Tetapi, sekali lagi, kita adalah bangsa yang lembut hati dan jauh dari watak Raja Tega. Kekayaan-kekayaan itu kita persilahkan dikenduri oleh industri multinasional dan orang-orang serakah: emas rojo brono diangkuti tiap hari ke mancanegara. Dan itu bukan kekalahan, itu adalah kebesaran jiwa.
Kita bangsa yang kaya raya karena amat sangat disayang Tuhan, sehingga kita pesta shadaqah dan infaq. Rakyat kebanyakan ikhlas menderita karena memilih sorga, dan toleran kepada sejumlah minoritas yang memang memilih neraka.

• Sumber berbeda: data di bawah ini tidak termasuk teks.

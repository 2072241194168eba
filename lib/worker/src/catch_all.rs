//! Fallback worker that accepts every trigger.

use crate::adapter::Adapter;
use crate::error::WorkerError;
use crate::worker::{Worker, WorkerKind, forward};
use async_trait::async_trait;
use membrane_core::{Result, WorkerId};
use membrane_trigger::{Trigger, TriggerResponse};
use std::sync::Arc;

pub struct CatchAllWorker {
    id: WorkerId,
    adapter: Option<Arc<dyn Adapter>>,
}

impl CatchAllWorker {
    pub fn new(adapter: Option<Arc<dyn Adapter>>) -> Self {
        Self {
            id: WorkerId::new(),
            adapter,
        }
    }
}

#[async_trait]
impl Worker for CatchAllWorker {
    fn id(&self) -> WorkerId {
        self.id
    }

    fn kind(&self) -> WorkerKind {
        WorkerKind::CatchAll
    }

    fn matches(&self, _trigger: &Trigger) -> bool {
        true
    }

    async fn handle(&self, trigger: Trigger) -> Result<TriggerResponse, WorkerError> {
        forward(self.id, self.adapter.as_ref(), trigger).await
    }
}
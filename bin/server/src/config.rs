//! Centralized server configuration.
//!
//! Loaded via the `config` crate from unprefixed environment variables
//! (`SERVICE_ADDRESS`, `MIN_WORKERS`, ...). Every setting has a default.

use membrane_pool::PoolConfig;
use serde::Deserialize;
use std::time::Duration;

/// Server configuration.
#[derive(Debug, Clone, PartialEq, Eq, Deserialize)]
pub struct ServerConfig {
    /// Address worker processes connect to.
    #[serde(default = "default_service_address")]
    pub service_address: String,

    /// Address of the local HTTP server used for HTTP forwarding.
    #[serde(default = "default_child_address")]
    pub child_address: String,

    /// Workers required before the server reports ready.
    #[serde(default = "default_min_workers")]
    pub min_workers: usize,

    /// Upper bound on registered workers.
    #[serde(default = "default_max_workers")]
    pub max_workers: usize,

    /// How long to wait for the minimum workers at startup, in seconds.
    #[serde(default = "default_child_timeout_seconds")]
    pub child_timeout_seconds: u64,

    /// Register a worker that forwards HTTP triggers to `child_address`.
    #[serde(default)]
    pub http_forward: bool,

    /// Wrap workers in tracing spans.
    #[serde(default)]
    pub instrument_workers: bool,
}

fn default_service_address() -> String {
    "127.0.0.1:50051".to_string()
}

fn default_child_address() -> String {
    "127.0.0.1:8080".to_string()
}

fn default_min_workers() -> usize {
    1
}

fn default_max_workers() -> usize {
    300
}

fn default_child_timeout_seconds() -> u64 {
    10
}

impl Default for ServerConfig {
    fn default() -> Self {
        Self {
            service_address: default_service_address(),
            child_address: default_child_address(),
            min_workers: default_min_workers(),
            max_workers: default_max_workers(),
            child_timeout_seconds: default_child_timeout_seconds(),
            http_forward: false,
            instrument_workers: false,
        }
    }
}

impl ServerConfig {
    /// Loads configuration from environment variables.
    ///
    /// # Errors
    ///
    /// Returns an error if a variable is present but cannot be parsed.
    pub fn from_env() -> Result<Self, config::ConfigError> {
        config::Config::builder()
            .add_source(
                config::Environment::default()
                    .separator("__")
                    .try_parsing(true),
            )
            .build()?
            .try_deserialize()
    }

    /// Pool sizing, with the maximum lifted to at least the minimum.
    #[must_use]
    pub fn pool(&self) -> PoolConfig {
        PoolConfig {
            min_workers: self.min_workers,
            max_workers: self.max_workers,
        }
        .normalized()
    }

    /// Startup deadline for the minimum worker count.
    #[must_use]
    pub fn child_timeout(&self) -> Duration {
        Duration::from_secs(self.child_timeout_seconds)
    }
}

Itu terkadang rakyat ikut rakus sedikit-sedikit, dengan pertimbangan tak enak atau pekewuh kalau kita dari dunia langsung masuk sorga tanpa menengok saudara-saudara kita yang di neraka. Tak baik-lah itu. Apa salahnya kita mampir juga beberapa saat di neraka, ngerumpi dengan handai tolan di sana .
Pada suatu hari TVRI, RRI, TNI, Polri dan berbagai mesin rumah tangga negara kita sewakan atau jual kepada tetangga. Berikutnya kita bercita-cita tak usah repot-repot menghabiskan ratusan milyar untuk pemilihan Presiden.
Kita bisa mengontrak tokoh managemen dunia untuk memimpin negeri kita. Juga Menteri-menteri kita kontrak dari luar negeri, sebagaimana para pemain sepakbola.
Dan puncaknya kelak, MPR bisa mengambil keputusan untuk bikin proposal memohon kepada Kerajaan Belanda agar berkenan memimpin kita lagi.
Bangsa kita adalah bangsa filosof. Kalau Presiden kita kontrakan dan Belanda atau terserah negeri maju manapun kita persilahkan memimpin, itu tidak berarti kita berada di bawah mereka.
Dalam teori demokrasi, rakyat selalu tertinggi, Presiden dan Kabinet hanya orang yang kita upah dan harus taat kepada kita. Jadi sesungguhnya bangsa Indonesia tetap di atas.
Sebagaimana seorang Imam shalat diangkat oleh makmumnya, Imam pada hakekatnya harus taat kepada makmum. Yang memilih ditaati oleh yang dipilih. Apalagi yang dipilih itu digaji. Makmum yang memilih Imam, tidak ada Imam memilih makmum.
Sejak 200 tahun yang lalu kekuatan bangsa Indonesia membuat dunia miris. Maka perlahan-perlahan, terdisain atau tak sengaja, terdapat semacam perjanjian tak tertulis di kalangan kepemimpinan dunia di berbagai bidang: Jangan sampai Indonesia menjadi bangsa yang besar, jangan sampai Negara Indonesia menjadi Negara yang maju.
Sebab potensi alam dan manusia tak bisa dilawan oleh siapapun. Kalau diberi peluang, masyarakat Setan dan Iblispun kalah unggul dibanding ummat manusia Indonesia.
Sedangkan orang Indonesia hidup iseng dan sambilan saja dalam melakukan apapun: setan-setan sudah semakin terpinggirkan dan kehilangan pekerjaan.
Dan kitapun sangat supportif kepada kehendak dunia untuk mengkerdilkan bangsa kita. Kita membantu sepenuh hati upaya-upaya untuk mengerkerdilkan diri kita sendiri.
Sehari-hari, dalam pergaulan maupun dalam urusan-urusan konstelatif stuktural, kita sangat rajin menghancurkan siapapun saja yang menunjukkan perilaku menuju kemungkinan mencapai kebesaran dan kemajuan bangsa Indonesia.
Setiap orang unggul tak kita akui keunggulannya. Setiap orang hebat kita cari buruknya. Setiap orang berbakat kita kipasi agar bekerja di luar negeri. Setiap orang baik takkan pernah kita percaya.
Setiap orang tulus kita siksa dengan kecurigaan. Setiap orang ikhlas kita bantai dengan fitnah.
Setiap akan muncul pemimpin sejati harus sesegera mungkin kita bikin ranjau untuk menjebak dan menghancurkannya.
Kita benar-benar sudah hampir lulus menjadi bangsa yang besar. Dan puncak kebesaran kita adalah kesediaan kita untuk menjadi kerdil.